> _What to produce_: For the data below, give again exactly the lines from the one containing "filename crates/portal-test-utils/src/package.rs" through the one containing "pub fn manifest_path(&self)", both ends included, and no others.

[Collected data]
• • • • •

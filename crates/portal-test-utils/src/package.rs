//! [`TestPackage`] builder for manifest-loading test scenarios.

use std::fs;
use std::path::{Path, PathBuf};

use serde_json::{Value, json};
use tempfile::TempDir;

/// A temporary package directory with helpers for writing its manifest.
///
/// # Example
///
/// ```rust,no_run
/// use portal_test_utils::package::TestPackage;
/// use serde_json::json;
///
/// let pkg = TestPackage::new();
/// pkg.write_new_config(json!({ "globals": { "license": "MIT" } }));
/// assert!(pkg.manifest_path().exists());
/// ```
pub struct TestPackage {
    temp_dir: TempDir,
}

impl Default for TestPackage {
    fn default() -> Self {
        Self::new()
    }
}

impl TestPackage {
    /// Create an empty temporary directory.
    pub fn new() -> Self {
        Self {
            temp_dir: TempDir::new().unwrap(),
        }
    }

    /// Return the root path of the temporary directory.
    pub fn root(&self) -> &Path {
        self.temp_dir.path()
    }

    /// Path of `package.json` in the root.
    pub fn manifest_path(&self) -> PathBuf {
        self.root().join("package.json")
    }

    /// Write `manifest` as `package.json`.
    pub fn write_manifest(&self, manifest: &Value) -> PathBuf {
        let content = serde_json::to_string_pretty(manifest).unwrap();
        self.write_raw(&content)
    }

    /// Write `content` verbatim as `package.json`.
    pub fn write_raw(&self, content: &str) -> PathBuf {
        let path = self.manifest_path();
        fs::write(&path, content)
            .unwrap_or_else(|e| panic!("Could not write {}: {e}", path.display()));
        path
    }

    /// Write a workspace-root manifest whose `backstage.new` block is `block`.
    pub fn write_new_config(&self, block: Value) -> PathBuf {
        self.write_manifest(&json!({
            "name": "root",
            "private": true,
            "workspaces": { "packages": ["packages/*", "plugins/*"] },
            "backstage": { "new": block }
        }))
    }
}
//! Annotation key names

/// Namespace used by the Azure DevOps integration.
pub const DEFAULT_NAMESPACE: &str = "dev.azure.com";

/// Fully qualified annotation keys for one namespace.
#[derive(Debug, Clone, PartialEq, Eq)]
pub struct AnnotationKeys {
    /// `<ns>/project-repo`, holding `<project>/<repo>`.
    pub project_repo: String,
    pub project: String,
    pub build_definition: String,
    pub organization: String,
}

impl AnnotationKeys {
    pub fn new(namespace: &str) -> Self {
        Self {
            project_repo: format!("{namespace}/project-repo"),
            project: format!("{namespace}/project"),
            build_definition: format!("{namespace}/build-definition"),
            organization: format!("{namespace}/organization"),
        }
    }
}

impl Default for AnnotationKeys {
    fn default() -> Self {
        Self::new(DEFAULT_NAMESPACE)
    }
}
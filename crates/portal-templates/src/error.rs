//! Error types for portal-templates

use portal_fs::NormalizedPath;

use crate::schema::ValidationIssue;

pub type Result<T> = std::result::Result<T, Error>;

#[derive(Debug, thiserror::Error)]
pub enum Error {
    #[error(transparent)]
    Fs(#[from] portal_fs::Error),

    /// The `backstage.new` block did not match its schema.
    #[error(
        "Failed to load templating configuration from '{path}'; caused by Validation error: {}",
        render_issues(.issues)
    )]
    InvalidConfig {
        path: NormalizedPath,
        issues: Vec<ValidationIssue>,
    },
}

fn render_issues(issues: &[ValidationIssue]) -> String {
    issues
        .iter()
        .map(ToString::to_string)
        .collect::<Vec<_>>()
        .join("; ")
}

• • • • •

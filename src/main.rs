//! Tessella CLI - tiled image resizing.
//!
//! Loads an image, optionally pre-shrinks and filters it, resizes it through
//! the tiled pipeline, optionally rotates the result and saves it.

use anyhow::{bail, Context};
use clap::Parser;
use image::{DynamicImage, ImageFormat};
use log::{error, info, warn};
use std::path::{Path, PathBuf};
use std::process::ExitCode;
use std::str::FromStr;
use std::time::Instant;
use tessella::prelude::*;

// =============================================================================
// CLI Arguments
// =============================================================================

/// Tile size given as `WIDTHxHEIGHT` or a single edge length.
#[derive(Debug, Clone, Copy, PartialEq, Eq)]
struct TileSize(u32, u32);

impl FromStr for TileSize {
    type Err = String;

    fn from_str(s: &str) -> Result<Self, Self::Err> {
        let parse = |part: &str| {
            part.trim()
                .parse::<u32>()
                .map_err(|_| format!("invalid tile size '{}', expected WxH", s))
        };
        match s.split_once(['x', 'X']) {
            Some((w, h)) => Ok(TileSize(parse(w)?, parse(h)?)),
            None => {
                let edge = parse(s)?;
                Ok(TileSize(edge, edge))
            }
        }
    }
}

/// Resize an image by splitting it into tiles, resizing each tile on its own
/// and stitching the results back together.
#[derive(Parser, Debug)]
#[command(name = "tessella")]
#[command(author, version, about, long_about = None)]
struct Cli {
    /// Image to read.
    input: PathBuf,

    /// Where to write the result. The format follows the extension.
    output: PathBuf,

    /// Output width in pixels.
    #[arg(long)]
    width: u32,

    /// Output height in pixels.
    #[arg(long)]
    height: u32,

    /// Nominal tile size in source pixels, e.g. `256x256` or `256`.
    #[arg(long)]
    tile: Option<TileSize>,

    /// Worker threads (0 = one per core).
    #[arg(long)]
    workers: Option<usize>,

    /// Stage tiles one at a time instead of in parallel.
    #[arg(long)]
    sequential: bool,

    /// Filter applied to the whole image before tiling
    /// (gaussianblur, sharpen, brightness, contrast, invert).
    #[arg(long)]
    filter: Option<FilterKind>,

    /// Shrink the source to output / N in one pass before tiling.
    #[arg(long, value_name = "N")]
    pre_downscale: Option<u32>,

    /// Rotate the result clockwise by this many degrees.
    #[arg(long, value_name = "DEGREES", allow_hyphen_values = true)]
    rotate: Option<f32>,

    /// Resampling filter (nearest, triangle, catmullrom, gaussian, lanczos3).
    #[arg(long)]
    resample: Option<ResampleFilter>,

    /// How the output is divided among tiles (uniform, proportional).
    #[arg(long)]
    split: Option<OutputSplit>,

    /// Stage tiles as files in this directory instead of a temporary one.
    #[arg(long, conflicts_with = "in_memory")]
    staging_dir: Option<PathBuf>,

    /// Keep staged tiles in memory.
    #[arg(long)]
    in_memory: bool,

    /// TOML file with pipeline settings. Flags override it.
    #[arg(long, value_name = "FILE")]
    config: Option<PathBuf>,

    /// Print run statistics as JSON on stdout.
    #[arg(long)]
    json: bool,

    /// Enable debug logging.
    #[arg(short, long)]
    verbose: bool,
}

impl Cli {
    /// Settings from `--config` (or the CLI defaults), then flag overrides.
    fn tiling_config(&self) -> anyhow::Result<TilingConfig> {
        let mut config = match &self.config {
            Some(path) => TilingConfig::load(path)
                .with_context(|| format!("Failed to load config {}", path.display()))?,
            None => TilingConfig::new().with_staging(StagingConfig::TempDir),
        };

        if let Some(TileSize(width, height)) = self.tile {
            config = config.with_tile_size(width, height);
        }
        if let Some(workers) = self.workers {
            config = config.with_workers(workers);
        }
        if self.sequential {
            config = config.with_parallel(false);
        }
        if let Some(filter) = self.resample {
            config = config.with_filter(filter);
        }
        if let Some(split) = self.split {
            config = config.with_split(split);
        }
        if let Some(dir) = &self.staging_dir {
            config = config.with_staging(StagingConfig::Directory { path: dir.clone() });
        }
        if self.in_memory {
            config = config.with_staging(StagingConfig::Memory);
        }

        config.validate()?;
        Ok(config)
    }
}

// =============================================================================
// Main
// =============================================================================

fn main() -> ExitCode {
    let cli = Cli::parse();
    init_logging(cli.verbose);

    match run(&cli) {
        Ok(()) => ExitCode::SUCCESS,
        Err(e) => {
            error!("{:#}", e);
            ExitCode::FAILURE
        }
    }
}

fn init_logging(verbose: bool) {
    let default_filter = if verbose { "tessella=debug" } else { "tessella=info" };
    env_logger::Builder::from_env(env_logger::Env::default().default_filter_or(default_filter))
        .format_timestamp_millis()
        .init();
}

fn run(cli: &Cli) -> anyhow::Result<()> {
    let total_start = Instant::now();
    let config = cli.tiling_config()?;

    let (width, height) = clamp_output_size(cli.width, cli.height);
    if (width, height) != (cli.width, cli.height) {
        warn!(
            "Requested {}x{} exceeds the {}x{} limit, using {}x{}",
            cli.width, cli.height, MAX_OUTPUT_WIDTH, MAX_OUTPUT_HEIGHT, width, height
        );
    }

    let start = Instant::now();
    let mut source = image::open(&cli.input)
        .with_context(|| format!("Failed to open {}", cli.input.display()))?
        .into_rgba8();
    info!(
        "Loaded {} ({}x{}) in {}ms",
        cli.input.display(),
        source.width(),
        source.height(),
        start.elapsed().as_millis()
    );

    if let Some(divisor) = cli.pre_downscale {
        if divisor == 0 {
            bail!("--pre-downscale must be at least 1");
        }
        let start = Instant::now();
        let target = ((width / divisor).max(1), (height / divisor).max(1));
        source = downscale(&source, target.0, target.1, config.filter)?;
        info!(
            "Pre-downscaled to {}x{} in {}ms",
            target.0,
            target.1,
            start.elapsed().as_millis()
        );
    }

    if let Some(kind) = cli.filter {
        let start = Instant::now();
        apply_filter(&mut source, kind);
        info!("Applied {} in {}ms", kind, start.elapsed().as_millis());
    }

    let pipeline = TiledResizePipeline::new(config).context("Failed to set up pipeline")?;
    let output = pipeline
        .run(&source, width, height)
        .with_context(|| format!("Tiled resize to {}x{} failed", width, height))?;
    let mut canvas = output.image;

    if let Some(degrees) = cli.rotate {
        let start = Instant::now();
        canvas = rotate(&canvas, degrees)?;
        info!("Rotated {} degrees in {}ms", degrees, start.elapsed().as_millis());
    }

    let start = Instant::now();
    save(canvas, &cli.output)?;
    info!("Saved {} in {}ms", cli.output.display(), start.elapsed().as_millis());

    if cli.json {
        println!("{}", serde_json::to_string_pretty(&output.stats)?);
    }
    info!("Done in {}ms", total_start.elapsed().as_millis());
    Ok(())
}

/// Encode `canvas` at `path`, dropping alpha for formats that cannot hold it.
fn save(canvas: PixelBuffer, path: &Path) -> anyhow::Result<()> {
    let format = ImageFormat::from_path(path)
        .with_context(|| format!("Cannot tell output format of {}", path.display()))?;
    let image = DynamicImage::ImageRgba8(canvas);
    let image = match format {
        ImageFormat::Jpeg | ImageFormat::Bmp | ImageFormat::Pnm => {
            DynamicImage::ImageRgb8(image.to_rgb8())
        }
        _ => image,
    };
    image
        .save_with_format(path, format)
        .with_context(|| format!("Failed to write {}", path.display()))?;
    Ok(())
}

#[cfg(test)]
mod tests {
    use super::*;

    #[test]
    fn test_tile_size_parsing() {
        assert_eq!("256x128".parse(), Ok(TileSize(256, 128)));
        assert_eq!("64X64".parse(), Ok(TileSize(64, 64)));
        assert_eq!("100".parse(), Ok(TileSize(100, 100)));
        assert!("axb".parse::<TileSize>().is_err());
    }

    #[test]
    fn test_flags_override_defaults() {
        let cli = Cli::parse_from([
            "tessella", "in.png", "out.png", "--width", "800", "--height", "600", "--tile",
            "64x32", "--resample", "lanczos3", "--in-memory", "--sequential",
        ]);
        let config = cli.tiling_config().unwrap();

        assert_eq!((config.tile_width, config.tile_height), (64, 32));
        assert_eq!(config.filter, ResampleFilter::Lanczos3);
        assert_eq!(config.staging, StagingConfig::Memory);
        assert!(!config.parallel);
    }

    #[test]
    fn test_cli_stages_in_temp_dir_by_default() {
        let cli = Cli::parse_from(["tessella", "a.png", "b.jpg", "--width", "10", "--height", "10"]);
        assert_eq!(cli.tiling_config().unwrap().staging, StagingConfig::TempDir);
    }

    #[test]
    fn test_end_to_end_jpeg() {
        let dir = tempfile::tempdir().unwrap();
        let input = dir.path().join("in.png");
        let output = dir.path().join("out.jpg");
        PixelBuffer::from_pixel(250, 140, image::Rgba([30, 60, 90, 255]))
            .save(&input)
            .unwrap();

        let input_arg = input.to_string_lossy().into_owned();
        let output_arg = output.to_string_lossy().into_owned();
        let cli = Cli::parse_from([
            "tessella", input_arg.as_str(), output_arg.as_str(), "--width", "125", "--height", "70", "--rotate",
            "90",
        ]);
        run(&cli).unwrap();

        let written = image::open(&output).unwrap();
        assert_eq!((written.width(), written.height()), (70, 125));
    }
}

• • • • •

> _Your response_:
filename crates/portal-test-utils/src/package.rs
//! [`TestPackage`] builder for manifest-loading test scenarios.

use std::fs;
use std::path::{Path, PathBuf};

use serde_json::{Value, json};
use tempfile::TempDir;

/// A temporary package directory with helpers for writing its manifest.
///
/// # Example
///
/// ```rust,no_run
/// use portal_test_utils::package::TestPackage;
/// use serde_json::json;
///
/// let pkg = TestPackage::new();
/// pkg.write_new_config(json!({ "globals": { "license": "MIT" } }));
/// assert!(pkg.manifest_path().exists());
/// ```
pub struct TestPackage {
    temp_dir: TempDir,
}

impl Default for TestPackage {
    fn default() -> Self {
        Self::new()
    }
}

impl TestPackage {
    /// Create an empty temporary directory.
    pub fn new() -> Self {
        Self {
            temp_dir: TempDir::new().unwrap(),
        }
    }

    /// Return the root path of the temporary directory.
    pub fn root(&self) -> &Path {
        self.temp_dir.path()
    }

    /// Path of `package.json` in the root.
    pub fn manifest_path(&self) -> PathBuf {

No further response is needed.